CFP: "The Poetics of Pain: Aesthetics, Ideology and Representation"
Department of Comparative Literature
The Graduate Center - City University of New York
Call for Papers
Annual Interdisciplinary Graduate Student Conference:
The Poetics of Pain: Aesthetics, Ideology, and Representation
February 25th-26th, 2010
Keynote: Peter Brooks (Yale University)
Pain has always occupied a problematic space in any discipline investigating the human condition. The question of how to manage the unmediated experience of pain in the face of the social and ethical imperative to communicate it has spawned countless theories of and approaches to pain itself and its representation. This conference seeks to foster dialogue between a broad range of approaches to pain and suffering, including medical-scientific investigations of the neurological processes involved in the experience of pain, socio-historical analyses of the connection between individual pain and collective trauma and literary/linguistic inquiries into the possibilities and limitations of a poetics of pain. Theorists and thinkers will include, among others, Jean Amery, Elaine Scarry, Sade, Sacher-Masoch, Deleuze, Wittgenstein, Foucault, Ballard, Mirbeau and Kafka.
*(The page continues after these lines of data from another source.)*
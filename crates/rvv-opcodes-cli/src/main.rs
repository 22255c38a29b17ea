use anyhow::Result;
use clap::{Parser, Subcommand, ValueEnum};
use std::fmt::Write as _;
use std::path::PathBuf;
use tracing_subscriber::EnvFilter;

use rvv_opcodes::{Base, Decoder, InstCounter, RenderConfig};
use rvv_opcodes_cli::{
    decode_table, format_row, load_table, load_words, parse_u32, render_rows, report_failures,
};

#[derive(Parser, Debug)]
#[command(author, version, about = "RISC-V vector opcode and decode-mask generator", long_about = None)]
struct Cli {
    /// Opcode table in opcodes-rvv format
    #[arg(long, value_name = "FILE", default_value = "opcodes-rvv")]
    table: PathBuf,
    /// Only use rows whose mnemonic starts with this prefix
    #[arg(long, default_value = "v")]
    filter: String,
    #[command(subcommand)]
    cmd: Command,
}

#[derive(Subcommand, Debug)]
enum Command {
    /// Print "<mnemonic> <opcode>" for every selected row
    Encode {
        /// Base of the printed opcode
        #[arg(long, value_enum, default_value_t = BaseArg::Binary)]
        base: BaseArg,
        /// Omit the 0b/0x prefix
        #[arg(long)]
        no_prefix: bool,
        /// Print decode masks (opcode bits set, operand bits cleared) instead of opcodes
        #[arg(long)]
        vector_mask: bool,
        /// Lead each row with its assembled width in bits (text output only;
        /// JSON always carries the width)
        #[arg(long)]
        count_bits: bool,
        /// Output format: text or json
        #[arg(long, value_enum, default_value_t = OutputFormat::Text)]
        format: OutputFormat,
        /// Write output to file instead of stdout
        #[arg(long, value_name = "FILE")]
        out: Option<PathBuf>,
    },
    /// Match instruction words (hex or dec) against the table
    Decode {
        #[arg(value_name = "WORD", required = true)]
        words: Vec<String>,
    },
    /// Histogram of vector instructions in a raw little-endian binary
    Count {
        #[arg(value_name = "BINFILE")]
        input: PathBuf,
        /// Skip N bytes at start of file
        #[arg(long, default_value_t = 0usize)]
        skip: usize,
        /// Limit bytes read (default: to EOF after --skip)
        #[arg(long)]
        len: Option<usize>,
        /// Output format: text or json
        #[arg(long, value_enum, default_value_t = OutputFormat::Text)]
        format: OutputFormat,
    },
}

#[derive(Debug, Clone, Copy, ValueEnum)]
enum BaseArg { Binary, Decimal, Hex }

impl From<BaseArg> for Base {
    fn from(b: BaseArg) -> Self {
        match b {
            BaseArg::Binary => Base::Binary,
            BaseArg::Decimal => Base::Decimal,
            BaseArg::Hex => Base::Hex,
        }
    }
}

#[derive(Debug, Clone, Copy, ValueEnum)]
enum OutputFormat { Text, Json }

fn main() -> Result<()> {
    tracing_subscriber::fmt()
        .with_env_filter(EnvFilter::from_default_env())
        .with_writer(std::io::stderr)
        .init();

    let cli = Cli::parse();
    let rows = load_table(&cli.table, &cli.filter)?;

    match cli.cmd {
        Command::Encode { base, no_prefix, vector_mask, count_bits, format, out } => {
            let cfg = RenderConfig { base: base.into(), no_prefix, mask_mode: vector_mask };
            let batch = render_rows(&rows, &cfg);
            report_failures(&mut std::io::stderr(), &cli.table, &batch.failures)?;

            let mut buf = String::new();
            match format {
                OutputFormat::Text => {
                    for r in &batch.rendered {
                        let _ = writeln!(buf, "{}", format_row(r, count_bits));
                    }
                }
                OutputFormat::Json => {
                    buf = serde_json::to_string_pretty(&batch.rendered)?;
                    buf.push('\n');
                }
            }
            if let Some(path) = out { std::fs::write(path, buf)?; } else { print!("{}", buf); }

            anyhow::ensure!(batch.failures.is_empty(), "{} row(s) failed", batch.failures.len());
        }
        Command::Decode { words } => {
            let (dec, failures) = decode_table(&rows);
            report_failures(&mut std::io::stderr(), &cli.table, &failures)?;
            for w in words {
                let raw = parse_u32(&w)?;
                match dec.decode(raw) {
                    Some(d) => println!("{raw:#010x}: {} (operands {:#010x})", d.mnemonic, d.operands),
                    None => println!("{raw:#010x}: <unknown>"),
                }
            }

            anyhow::ensure!(failures.is_empty(), "{} row(s) failed", failures.len());
        }
        Command::Count { input, skip, len, format } => {
            let (dec, failures) = decode_table(&rows);
            report_failures(&mut std::io::stderr(), &cli.table, &failures)?;
            let words = load_words(&input, skip, len)?;
            let mut counter = InstCounter::new(&dec);
            for w in words {
                counter.record(w);
            }
            let report = counter.report();
            match format {
                OutputFormat::Text => {
                    println!("total   : {}", report.total);
                    println!("unknown : {}", report.unknown);
                    for e in &report.entries {
                        println!("{:>10}  {}", e.count, e.mnemonic);
                    }
                }
                OutputFormat::Json => println!("{}", serde_json::to_string_pretty(&report)?),
            }

            anyhow::ensure!(failures.is_empty(), "{} row(s) failed", failures.len());
        }
    }

    Ok(())
}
How can the ineffable sensation of physical torment be conveyed by its sufferer, or acknowledged by the other? How is individual suffering converted into collective experience? How, in turn, is an individual's experience of pain socially determined? How do the varying discourses of pain bring the sufferer into contact with the world and break down the barriers between self and other? What are the conceptual mechanisms that guide our understanding of this physiological experience?
We invite papers from all disciplines approaching the subject from a variety of critical perspectives that explore the ways in which pain is articulated, narrativized, framed, interpreted, subjectivized, and imbued with meaning.
Topics may include but are not limited to:
• Torture, War
• Illness Narratives
• Medical and Diagnostic Language of Pain
• Sadomasochism - from Rousseau and de Sade to LGBT "Leather Scenes"
• Animality and Humanism
• Martyrdom and Religious Representations of Suffering
• Theaters of Cruelty
• Politicization of Pain and Collective Accounts of Past Suffering
• Violence and Politics
• Survivor Memoirs
• Victims of Crime and Assault
• Trauma and Testimony
• Physical Suffering in Light of the Cartesian Mind/Body Problem
• Religious and Secular Theodicies
• Victimhood, Voice and Agency
• Desire, pain and subjectivity.
• Technologies of Punishment
Please submit a 300 word abstract for a 15-20 minute paper by November 10th to firstname.lastname@example.org. Proposals should include the title of the paper, presenter's name, institutional and departmental affiliation. We also welcome panel proposals (3-4 papers).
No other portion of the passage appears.